## Activity:
Your task is to copy the stretch of lines in the records below that begins with the line containing "repository e2cea2775beb50b9" and ends with the line containing "#[derive(Debug, Clone, thiserror::Error)]", exactly as written, with nothing added.

## Source data:
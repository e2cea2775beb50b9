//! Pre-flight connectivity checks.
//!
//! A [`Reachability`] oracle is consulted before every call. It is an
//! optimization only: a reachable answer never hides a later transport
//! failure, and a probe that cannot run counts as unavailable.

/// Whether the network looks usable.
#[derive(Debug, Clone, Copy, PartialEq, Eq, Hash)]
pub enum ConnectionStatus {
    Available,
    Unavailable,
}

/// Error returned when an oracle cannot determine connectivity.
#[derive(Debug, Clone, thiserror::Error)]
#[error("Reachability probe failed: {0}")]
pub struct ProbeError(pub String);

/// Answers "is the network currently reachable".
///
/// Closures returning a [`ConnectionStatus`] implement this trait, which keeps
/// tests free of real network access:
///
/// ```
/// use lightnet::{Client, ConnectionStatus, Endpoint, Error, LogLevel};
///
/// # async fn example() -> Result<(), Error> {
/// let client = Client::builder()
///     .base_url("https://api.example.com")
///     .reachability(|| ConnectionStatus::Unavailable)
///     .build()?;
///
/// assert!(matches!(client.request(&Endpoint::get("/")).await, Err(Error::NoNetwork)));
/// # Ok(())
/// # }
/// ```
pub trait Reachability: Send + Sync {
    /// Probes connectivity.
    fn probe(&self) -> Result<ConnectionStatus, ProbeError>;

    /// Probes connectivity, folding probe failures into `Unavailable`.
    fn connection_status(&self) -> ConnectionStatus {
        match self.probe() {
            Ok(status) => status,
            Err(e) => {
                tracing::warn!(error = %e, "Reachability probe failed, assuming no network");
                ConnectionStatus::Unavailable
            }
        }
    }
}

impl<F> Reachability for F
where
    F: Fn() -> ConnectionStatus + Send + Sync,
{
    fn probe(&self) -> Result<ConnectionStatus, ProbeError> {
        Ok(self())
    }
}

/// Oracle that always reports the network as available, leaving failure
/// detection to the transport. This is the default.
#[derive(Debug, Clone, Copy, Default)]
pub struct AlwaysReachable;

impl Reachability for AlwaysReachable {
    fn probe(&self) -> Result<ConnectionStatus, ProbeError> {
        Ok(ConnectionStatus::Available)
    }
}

==

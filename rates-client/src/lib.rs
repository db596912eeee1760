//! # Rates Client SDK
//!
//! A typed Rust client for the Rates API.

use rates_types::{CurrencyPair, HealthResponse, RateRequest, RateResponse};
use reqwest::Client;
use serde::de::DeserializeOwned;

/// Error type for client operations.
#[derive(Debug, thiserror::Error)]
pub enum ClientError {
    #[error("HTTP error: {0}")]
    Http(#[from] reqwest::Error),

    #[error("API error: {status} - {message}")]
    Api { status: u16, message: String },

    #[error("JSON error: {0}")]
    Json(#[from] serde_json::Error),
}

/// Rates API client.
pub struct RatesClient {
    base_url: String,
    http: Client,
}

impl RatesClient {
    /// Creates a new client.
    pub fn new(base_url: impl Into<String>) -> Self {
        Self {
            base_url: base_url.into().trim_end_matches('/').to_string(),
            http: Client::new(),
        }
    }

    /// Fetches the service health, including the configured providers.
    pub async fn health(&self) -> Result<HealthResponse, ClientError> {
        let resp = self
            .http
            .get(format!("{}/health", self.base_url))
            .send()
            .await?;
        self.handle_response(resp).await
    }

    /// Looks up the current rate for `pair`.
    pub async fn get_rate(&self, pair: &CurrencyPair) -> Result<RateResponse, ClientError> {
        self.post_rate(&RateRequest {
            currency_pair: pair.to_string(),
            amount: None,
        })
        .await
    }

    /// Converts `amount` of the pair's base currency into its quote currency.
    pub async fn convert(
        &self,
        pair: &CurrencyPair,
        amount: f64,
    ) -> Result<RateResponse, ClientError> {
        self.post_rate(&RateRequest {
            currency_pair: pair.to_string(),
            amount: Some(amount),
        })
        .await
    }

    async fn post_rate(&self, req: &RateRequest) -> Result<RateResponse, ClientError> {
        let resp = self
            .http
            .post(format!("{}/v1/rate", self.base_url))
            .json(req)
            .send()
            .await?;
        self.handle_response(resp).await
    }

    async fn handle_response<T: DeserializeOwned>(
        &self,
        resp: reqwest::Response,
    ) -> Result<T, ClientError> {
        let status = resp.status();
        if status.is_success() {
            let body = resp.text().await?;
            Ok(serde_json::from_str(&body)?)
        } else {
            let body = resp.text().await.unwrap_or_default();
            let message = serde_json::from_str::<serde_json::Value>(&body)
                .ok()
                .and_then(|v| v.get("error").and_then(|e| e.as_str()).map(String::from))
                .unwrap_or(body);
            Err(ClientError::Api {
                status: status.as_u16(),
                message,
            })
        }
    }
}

## Reply:
repository e2cea2775beb50b9
//! Pre-flight connectivity checks.
//!
//! A [`Reachability`] oracle is consulted before every call. It is an
//! optimization only: a reachable answer never hides a later transport
//! failure, and a probe that cannot run counts as unavailable.

/// Whether the network looks usable.
#[derive(Debug, Clone, Copy, PartialEq, Eq, Hash)]
pub enum ConnectionStatus {
    Available,
    Unavailable,
}

/// Error returned when an oracle cannot determine connectivity.
#[derive(Debug, Clone, thiserror::Error)]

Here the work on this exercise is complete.